▸ **DIRECTIONS FOR THIS TASK**
Which of the lines below hold the word "caps"? Pull each of them out.

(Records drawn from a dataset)

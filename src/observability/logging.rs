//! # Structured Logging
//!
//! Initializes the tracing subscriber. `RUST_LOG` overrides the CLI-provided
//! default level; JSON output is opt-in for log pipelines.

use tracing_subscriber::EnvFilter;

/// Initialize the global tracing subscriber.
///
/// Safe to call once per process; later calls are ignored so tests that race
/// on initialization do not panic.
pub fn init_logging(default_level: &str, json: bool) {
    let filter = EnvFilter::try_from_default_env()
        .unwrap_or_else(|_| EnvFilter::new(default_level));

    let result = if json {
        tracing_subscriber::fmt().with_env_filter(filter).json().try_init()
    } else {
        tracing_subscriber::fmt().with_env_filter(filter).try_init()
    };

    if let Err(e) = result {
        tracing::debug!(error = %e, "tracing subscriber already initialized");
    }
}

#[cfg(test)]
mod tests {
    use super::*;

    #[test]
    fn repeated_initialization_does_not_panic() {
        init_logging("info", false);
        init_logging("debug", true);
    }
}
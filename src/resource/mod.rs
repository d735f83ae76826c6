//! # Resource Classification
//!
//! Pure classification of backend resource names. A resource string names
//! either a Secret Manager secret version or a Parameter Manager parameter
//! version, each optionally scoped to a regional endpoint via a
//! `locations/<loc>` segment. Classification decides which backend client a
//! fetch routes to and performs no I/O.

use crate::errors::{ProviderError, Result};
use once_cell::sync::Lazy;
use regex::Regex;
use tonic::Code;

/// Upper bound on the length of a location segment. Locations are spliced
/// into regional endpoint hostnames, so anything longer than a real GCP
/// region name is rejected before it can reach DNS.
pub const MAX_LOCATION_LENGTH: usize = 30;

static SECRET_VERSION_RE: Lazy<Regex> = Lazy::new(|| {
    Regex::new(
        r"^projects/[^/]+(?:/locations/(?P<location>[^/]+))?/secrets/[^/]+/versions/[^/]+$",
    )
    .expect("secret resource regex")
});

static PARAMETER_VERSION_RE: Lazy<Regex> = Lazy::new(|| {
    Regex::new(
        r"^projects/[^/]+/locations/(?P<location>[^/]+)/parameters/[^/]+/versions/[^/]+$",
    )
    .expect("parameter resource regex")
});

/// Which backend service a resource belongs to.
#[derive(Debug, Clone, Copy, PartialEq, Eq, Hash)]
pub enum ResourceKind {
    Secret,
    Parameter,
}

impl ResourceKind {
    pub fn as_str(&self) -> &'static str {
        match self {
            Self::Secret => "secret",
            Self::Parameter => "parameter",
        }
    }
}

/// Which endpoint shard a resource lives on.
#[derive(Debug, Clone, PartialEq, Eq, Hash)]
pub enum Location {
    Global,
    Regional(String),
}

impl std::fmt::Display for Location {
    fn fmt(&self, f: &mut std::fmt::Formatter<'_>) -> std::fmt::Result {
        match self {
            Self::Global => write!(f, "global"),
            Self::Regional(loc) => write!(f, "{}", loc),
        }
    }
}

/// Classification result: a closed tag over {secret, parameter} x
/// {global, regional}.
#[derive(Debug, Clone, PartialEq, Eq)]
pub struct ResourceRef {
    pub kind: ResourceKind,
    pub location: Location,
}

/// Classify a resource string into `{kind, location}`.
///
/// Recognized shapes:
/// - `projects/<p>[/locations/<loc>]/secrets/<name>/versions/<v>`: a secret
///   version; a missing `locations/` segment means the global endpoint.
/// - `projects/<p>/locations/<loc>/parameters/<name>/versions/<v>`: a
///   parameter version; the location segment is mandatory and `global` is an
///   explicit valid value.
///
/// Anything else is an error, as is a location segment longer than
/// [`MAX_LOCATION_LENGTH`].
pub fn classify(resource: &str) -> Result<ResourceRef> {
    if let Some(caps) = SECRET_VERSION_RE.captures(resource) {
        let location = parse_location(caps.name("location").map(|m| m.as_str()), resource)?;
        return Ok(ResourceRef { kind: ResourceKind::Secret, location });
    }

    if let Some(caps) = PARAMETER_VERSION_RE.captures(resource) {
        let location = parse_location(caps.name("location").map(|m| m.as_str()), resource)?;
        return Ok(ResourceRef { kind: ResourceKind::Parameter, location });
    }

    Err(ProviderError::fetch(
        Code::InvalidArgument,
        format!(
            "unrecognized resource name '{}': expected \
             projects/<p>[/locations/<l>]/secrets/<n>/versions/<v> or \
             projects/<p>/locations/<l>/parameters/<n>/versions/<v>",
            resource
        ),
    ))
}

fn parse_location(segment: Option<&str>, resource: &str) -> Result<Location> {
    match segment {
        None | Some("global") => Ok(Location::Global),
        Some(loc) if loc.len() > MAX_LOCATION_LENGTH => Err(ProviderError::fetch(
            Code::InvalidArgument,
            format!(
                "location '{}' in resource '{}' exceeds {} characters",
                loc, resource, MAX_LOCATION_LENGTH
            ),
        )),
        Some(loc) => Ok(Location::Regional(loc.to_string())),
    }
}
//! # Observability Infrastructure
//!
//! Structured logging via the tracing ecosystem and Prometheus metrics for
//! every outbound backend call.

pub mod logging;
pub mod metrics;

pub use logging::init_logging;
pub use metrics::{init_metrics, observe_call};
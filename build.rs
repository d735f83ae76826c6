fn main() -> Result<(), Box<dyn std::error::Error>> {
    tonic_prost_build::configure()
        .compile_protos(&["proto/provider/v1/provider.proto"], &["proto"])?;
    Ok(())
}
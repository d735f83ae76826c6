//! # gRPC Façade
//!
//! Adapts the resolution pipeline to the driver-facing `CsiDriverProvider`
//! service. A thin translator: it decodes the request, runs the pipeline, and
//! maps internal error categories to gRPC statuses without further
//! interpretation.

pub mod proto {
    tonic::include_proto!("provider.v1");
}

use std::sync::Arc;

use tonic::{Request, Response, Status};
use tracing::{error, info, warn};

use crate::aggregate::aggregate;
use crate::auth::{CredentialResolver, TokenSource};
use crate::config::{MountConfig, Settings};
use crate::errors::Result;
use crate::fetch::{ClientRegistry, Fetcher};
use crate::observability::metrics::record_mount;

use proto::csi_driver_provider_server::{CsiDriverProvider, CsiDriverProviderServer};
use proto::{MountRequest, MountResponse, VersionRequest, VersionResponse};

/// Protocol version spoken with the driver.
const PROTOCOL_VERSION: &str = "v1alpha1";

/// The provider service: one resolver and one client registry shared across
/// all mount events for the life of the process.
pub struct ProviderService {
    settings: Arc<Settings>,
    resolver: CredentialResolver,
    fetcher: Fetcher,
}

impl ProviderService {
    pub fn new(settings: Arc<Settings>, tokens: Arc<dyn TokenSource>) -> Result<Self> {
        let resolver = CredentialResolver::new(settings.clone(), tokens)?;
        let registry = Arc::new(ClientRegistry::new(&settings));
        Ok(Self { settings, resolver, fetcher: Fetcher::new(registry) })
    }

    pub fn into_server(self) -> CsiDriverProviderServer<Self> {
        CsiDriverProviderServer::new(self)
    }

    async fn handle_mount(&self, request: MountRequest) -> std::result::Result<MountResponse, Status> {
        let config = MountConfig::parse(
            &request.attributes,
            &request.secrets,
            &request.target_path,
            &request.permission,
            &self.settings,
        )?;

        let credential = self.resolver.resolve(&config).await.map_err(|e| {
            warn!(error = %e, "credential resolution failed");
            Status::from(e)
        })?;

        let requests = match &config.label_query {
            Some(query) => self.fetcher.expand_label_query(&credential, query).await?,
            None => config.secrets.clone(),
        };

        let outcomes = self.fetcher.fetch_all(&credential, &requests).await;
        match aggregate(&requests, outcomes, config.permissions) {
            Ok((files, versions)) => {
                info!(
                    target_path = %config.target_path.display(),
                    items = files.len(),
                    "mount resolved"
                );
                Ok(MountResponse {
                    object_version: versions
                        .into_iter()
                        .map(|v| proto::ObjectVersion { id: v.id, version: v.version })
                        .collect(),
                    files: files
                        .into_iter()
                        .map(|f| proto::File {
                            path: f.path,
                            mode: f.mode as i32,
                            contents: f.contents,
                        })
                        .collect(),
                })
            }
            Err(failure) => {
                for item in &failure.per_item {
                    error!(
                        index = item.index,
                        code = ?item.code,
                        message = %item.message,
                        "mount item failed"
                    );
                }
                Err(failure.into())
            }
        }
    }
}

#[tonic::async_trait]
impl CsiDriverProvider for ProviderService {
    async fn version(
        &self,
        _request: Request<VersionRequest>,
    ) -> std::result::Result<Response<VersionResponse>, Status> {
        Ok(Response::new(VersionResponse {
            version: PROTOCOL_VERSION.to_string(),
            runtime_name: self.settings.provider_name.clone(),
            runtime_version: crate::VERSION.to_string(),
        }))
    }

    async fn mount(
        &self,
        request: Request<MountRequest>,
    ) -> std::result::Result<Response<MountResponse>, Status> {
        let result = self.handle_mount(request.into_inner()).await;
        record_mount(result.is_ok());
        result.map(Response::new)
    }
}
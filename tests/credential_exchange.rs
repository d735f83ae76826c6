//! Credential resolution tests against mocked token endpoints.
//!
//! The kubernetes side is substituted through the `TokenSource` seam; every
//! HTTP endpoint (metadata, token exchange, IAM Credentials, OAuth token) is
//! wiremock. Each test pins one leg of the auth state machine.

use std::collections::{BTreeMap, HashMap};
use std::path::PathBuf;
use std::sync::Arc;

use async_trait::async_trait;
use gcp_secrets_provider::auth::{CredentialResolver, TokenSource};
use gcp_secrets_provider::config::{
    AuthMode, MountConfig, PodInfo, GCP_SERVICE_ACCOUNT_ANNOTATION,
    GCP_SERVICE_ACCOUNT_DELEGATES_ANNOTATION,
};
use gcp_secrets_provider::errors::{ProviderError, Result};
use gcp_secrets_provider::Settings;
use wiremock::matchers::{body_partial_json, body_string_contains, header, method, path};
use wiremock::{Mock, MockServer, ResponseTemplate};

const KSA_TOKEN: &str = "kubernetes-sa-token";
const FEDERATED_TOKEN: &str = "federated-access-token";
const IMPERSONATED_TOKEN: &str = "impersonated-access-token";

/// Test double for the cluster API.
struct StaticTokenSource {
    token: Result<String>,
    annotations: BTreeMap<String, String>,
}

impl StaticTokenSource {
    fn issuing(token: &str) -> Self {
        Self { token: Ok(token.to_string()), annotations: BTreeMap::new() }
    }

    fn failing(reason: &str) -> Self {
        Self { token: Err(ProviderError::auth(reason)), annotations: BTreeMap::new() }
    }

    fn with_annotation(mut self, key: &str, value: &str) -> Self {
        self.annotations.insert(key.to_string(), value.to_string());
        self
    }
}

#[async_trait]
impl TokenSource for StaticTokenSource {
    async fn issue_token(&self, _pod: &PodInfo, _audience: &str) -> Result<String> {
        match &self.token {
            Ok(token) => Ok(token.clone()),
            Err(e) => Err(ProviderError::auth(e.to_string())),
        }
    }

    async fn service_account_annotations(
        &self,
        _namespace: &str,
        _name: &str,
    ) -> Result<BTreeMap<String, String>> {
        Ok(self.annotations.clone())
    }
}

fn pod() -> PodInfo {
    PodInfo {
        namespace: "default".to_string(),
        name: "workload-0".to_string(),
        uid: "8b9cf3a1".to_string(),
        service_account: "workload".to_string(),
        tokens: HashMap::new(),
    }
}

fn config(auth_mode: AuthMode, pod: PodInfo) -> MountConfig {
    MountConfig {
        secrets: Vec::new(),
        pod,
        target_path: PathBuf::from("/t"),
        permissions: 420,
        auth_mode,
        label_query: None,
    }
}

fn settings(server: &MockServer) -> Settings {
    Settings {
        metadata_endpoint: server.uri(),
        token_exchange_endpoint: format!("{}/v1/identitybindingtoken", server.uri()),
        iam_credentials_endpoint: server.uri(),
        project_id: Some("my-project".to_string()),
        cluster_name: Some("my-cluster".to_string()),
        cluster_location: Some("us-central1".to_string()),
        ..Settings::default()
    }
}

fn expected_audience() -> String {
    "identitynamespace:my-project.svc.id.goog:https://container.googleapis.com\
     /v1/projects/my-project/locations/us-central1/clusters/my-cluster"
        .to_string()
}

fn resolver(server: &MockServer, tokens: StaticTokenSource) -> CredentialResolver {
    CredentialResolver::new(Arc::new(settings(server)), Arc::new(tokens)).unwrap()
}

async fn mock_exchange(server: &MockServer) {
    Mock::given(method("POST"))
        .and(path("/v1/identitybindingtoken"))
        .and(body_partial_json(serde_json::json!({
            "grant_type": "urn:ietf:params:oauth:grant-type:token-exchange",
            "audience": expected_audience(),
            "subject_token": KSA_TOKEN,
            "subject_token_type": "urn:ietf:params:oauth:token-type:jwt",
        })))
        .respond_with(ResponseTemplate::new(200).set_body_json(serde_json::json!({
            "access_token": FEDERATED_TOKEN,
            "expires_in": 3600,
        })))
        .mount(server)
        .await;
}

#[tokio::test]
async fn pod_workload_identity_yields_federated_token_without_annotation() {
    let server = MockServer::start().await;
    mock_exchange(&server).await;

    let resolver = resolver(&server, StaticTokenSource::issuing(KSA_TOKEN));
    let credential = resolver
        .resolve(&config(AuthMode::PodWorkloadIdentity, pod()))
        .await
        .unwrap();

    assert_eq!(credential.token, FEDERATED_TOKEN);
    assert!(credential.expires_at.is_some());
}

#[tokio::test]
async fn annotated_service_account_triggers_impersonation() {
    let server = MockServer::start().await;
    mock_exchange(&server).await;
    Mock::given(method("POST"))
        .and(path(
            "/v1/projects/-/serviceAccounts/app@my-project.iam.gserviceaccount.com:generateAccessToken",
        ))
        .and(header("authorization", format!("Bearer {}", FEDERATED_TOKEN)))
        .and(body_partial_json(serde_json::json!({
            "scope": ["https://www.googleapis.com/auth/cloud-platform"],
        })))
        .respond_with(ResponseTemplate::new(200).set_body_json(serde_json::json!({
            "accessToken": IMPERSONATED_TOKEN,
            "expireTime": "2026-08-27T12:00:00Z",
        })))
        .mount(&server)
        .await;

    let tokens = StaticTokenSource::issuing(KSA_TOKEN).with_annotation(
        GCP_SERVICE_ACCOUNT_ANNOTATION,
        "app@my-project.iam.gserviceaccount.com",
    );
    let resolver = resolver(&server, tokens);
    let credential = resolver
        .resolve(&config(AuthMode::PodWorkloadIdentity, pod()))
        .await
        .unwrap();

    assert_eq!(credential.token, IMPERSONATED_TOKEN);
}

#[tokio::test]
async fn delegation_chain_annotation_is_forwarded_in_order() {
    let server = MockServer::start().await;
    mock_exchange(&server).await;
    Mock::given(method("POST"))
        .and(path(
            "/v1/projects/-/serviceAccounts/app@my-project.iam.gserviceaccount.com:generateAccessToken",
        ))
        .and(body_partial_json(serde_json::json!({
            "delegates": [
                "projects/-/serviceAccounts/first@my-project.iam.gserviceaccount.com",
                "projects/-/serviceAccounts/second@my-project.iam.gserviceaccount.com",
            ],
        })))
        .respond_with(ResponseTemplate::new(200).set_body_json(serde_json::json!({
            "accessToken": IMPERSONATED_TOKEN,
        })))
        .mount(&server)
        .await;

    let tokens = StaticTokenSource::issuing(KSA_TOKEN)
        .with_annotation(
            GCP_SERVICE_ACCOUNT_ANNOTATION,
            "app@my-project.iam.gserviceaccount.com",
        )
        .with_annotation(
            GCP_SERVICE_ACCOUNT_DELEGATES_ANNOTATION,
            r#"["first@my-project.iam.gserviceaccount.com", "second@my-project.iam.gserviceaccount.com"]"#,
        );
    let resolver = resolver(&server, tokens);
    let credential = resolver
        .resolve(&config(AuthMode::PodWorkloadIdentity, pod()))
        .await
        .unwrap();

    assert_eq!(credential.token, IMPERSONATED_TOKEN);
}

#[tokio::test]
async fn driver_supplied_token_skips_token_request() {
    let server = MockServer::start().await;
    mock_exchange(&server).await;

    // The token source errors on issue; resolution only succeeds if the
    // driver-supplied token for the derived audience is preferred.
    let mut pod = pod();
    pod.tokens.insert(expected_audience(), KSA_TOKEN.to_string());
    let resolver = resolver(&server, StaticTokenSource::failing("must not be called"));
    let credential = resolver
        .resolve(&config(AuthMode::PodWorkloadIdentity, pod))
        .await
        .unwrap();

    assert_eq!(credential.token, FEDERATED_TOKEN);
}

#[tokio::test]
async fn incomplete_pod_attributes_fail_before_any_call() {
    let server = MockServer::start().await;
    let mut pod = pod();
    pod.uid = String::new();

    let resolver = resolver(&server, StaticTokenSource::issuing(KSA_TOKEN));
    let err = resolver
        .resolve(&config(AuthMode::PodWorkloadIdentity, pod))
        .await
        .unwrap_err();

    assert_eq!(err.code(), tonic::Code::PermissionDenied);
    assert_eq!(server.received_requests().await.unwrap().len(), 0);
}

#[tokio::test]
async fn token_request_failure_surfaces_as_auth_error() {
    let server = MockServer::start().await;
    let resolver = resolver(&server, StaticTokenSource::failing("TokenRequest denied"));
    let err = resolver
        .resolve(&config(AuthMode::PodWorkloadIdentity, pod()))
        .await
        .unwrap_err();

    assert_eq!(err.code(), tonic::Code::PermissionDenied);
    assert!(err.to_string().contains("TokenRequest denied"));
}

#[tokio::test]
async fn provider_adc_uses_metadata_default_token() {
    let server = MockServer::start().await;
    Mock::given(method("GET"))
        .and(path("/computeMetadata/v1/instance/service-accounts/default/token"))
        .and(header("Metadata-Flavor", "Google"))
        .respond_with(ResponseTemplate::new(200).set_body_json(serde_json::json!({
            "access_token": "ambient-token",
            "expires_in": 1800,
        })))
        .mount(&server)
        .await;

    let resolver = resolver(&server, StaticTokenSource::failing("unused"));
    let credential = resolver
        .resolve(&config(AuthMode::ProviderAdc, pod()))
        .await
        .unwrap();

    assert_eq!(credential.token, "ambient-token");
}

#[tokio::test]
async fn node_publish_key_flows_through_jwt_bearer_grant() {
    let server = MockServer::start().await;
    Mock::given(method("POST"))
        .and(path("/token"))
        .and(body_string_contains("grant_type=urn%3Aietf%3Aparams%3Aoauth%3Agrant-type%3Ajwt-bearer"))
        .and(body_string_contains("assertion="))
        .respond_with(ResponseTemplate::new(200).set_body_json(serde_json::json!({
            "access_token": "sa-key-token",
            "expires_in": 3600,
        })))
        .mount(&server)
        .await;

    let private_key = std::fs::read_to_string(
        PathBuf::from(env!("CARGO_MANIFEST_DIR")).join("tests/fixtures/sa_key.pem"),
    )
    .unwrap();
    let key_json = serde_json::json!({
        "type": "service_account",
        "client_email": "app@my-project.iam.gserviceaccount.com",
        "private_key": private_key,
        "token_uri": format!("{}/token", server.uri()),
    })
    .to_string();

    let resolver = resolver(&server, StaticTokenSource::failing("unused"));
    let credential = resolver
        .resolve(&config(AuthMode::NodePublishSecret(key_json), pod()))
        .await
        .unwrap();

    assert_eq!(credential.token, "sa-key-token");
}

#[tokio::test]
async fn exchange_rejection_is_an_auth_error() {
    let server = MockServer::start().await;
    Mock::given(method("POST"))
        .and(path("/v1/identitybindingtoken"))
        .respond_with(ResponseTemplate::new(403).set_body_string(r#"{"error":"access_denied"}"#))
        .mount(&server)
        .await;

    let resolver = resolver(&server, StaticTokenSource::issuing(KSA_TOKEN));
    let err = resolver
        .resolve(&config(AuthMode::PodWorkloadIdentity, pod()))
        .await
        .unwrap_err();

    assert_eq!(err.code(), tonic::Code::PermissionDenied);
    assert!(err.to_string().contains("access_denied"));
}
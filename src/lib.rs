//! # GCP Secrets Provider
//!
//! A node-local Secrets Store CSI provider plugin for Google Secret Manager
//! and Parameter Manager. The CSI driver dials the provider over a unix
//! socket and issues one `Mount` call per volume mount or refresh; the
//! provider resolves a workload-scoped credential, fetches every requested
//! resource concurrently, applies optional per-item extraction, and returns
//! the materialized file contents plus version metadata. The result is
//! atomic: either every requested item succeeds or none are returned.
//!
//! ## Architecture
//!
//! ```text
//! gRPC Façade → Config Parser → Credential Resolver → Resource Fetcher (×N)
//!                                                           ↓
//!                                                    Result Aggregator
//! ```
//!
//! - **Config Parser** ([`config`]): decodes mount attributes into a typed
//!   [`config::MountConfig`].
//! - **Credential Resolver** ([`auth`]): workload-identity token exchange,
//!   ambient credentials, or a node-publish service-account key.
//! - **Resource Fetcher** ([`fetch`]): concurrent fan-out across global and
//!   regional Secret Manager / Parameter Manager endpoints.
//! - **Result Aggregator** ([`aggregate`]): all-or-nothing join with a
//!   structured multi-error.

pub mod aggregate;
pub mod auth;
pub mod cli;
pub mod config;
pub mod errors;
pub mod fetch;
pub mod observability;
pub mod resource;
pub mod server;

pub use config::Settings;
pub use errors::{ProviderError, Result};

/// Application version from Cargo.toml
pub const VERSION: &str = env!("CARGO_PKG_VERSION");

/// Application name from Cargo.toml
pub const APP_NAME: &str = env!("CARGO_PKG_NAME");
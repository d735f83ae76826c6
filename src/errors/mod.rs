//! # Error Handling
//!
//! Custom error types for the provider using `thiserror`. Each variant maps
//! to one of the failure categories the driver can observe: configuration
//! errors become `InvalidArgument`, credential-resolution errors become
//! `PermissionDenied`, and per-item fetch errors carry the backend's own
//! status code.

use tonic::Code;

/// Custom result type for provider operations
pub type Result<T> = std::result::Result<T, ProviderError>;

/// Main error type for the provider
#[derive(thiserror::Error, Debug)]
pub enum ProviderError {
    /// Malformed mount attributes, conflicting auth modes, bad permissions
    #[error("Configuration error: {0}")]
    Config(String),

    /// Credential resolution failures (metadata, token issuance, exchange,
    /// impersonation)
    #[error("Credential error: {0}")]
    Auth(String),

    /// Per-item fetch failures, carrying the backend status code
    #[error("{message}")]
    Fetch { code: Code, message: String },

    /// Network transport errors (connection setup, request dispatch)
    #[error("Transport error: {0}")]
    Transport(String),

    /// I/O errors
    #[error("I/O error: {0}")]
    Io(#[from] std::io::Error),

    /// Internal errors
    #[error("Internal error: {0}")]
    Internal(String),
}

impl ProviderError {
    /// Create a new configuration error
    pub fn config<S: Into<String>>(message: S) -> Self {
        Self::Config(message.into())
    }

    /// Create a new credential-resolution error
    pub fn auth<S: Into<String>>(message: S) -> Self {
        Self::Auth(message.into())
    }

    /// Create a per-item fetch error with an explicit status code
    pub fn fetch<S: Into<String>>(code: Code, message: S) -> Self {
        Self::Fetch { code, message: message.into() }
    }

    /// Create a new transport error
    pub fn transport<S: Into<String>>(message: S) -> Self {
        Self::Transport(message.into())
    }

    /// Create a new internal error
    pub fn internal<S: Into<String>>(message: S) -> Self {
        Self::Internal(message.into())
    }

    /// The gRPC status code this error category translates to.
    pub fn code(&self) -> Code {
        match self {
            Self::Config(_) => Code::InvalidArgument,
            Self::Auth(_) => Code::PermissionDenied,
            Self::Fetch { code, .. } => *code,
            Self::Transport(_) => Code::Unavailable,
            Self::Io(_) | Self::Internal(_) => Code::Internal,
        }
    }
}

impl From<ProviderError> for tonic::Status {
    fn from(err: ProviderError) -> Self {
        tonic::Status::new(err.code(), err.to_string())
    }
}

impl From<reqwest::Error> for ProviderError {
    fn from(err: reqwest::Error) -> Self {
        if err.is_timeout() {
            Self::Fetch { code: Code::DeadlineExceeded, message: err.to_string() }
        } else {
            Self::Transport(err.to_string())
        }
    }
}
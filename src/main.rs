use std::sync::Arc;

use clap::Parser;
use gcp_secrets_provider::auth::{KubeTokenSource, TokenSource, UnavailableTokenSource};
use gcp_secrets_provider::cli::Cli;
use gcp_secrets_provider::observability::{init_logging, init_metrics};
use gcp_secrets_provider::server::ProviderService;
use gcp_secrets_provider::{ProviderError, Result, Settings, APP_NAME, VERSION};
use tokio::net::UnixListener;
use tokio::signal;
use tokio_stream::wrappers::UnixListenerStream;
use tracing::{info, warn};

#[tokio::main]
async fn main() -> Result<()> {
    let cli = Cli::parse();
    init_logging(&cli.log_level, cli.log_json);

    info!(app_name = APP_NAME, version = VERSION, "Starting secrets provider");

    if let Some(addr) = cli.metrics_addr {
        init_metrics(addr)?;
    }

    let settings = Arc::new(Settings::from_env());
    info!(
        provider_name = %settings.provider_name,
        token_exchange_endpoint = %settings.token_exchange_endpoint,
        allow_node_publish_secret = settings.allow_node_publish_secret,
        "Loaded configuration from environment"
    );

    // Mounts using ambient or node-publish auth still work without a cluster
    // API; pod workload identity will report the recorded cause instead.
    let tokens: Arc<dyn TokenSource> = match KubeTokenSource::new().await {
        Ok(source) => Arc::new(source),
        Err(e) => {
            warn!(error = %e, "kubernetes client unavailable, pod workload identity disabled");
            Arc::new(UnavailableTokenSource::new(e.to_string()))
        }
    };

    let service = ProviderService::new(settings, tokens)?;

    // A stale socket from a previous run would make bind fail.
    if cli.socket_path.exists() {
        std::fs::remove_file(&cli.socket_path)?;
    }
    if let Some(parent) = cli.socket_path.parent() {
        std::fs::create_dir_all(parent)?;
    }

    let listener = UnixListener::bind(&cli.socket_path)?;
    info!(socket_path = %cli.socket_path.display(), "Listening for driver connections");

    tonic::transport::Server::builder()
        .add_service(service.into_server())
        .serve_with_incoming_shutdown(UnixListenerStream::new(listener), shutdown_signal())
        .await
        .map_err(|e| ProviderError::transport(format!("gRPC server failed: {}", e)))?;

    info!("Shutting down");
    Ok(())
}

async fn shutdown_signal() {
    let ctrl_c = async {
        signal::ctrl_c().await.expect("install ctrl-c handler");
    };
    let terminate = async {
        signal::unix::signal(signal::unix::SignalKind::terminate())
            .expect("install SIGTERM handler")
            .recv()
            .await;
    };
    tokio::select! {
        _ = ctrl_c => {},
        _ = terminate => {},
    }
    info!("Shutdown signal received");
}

▸ **SOLUTION TO THIS PROBLEM**
    if let Some(caps) = SECRET_VERSION_RE.captures(resource) {
        let location = parse_location(caps.name("location").map(|m| m.as_str()), resource)?;
    if let Some(caps) = PARAMETER_VERSION_RE.captures(resource) {
        let location = parse_location(caps.name("location").map(|m| m.as_str()), resource)?;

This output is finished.